>>>

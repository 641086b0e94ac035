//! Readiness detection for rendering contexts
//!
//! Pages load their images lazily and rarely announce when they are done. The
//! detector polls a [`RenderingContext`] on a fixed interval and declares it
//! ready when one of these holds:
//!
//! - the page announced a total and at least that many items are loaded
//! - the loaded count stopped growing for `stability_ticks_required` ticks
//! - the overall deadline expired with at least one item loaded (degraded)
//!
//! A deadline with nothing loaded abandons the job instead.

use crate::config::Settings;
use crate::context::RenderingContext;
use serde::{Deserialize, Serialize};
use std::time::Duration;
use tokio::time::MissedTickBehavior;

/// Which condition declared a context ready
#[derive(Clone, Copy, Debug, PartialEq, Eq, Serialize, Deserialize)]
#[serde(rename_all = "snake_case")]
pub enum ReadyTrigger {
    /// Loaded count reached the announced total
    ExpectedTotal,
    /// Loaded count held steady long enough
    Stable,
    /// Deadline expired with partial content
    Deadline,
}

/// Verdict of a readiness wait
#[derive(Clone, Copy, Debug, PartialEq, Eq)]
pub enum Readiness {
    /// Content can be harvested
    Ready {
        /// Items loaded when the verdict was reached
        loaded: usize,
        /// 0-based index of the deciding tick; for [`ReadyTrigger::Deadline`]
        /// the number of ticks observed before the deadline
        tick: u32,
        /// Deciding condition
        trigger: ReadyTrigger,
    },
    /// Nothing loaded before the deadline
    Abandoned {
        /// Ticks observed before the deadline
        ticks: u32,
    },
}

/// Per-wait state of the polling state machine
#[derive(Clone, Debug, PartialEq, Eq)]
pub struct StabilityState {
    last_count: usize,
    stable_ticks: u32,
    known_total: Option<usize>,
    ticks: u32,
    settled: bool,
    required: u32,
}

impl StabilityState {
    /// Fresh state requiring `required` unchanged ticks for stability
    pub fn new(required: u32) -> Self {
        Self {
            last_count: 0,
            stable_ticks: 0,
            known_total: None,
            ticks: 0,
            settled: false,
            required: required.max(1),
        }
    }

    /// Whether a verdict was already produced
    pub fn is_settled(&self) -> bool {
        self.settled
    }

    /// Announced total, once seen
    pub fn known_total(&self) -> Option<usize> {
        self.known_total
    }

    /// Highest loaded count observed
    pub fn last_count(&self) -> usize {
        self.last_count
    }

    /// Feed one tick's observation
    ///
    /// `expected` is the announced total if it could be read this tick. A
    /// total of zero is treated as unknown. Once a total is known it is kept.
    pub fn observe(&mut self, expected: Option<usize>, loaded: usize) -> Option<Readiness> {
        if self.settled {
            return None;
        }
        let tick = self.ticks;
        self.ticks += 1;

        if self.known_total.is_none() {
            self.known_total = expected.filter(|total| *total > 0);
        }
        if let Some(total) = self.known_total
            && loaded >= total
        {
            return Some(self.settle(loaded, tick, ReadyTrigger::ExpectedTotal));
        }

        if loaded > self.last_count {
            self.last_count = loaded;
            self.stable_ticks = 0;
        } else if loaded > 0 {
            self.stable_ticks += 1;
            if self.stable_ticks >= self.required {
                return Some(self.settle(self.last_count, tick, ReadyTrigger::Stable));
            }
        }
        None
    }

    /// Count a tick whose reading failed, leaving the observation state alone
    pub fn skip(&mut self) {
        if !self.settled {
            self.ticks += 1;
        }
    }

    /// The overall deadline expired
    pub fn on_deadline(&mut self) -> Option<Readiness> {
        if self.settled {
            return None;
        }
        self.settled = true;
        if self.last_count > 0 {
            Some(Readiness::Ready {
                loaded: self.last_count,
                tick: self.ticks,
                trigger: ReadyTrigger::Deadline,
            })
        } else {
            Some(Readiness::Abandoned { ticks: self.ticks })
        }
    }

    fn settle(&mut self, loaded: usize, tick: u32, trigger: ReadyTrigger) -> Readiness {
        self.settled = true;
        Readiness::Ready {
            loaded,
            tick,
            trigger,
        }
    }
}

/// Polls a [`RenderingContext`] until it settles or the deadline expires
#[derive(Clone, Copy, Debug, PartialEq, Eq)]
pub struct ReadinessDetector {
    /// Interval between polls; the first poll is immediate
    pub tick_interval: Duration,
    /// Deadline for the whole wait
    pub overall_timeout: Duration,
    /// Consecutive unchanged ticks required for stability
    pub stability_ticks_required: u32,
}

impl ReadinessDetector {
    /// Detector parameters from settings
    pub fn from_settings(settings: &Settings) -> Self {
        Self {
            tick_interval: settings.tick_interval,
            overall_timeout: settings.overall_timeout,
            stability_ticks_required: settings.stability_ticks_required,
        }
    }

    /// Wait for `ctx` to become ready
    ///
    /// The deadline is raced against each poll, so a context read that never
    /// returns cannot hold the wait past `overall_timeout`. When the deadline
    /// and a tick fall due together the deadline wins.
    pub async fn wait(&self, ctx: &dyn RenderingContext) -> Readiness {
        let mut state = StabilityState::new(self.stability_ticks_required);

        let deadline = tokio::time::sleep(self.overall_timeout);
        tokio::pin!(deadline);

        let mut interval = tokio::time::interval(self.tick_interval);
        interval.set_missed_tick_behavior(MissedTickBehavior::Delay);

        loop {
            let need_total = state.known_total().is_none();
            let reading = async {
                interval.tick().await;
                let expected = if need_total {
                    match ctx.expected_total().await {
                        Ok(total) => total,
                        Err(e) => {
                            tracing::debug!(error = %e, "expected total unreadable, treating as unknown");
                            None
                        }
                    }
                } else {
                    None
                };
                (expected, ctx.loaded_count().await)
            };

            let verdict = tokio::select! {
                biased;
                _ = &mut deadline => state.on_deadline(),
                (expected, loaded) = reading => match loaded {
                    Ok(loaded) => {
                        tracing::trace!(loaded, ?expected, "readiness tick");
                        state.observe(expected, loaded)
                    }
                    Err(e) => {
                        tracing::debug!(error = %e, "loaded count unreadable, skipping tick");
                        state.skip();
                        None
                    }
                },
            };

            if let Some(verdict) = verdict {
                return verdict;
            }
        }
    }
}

<<<

#### Task brief
Wherever the word "reached" occurs in the data, copy that whole line.

#### Answer
    /// Loaded count reached the announced total
        /// Items loaded when the verdict was reached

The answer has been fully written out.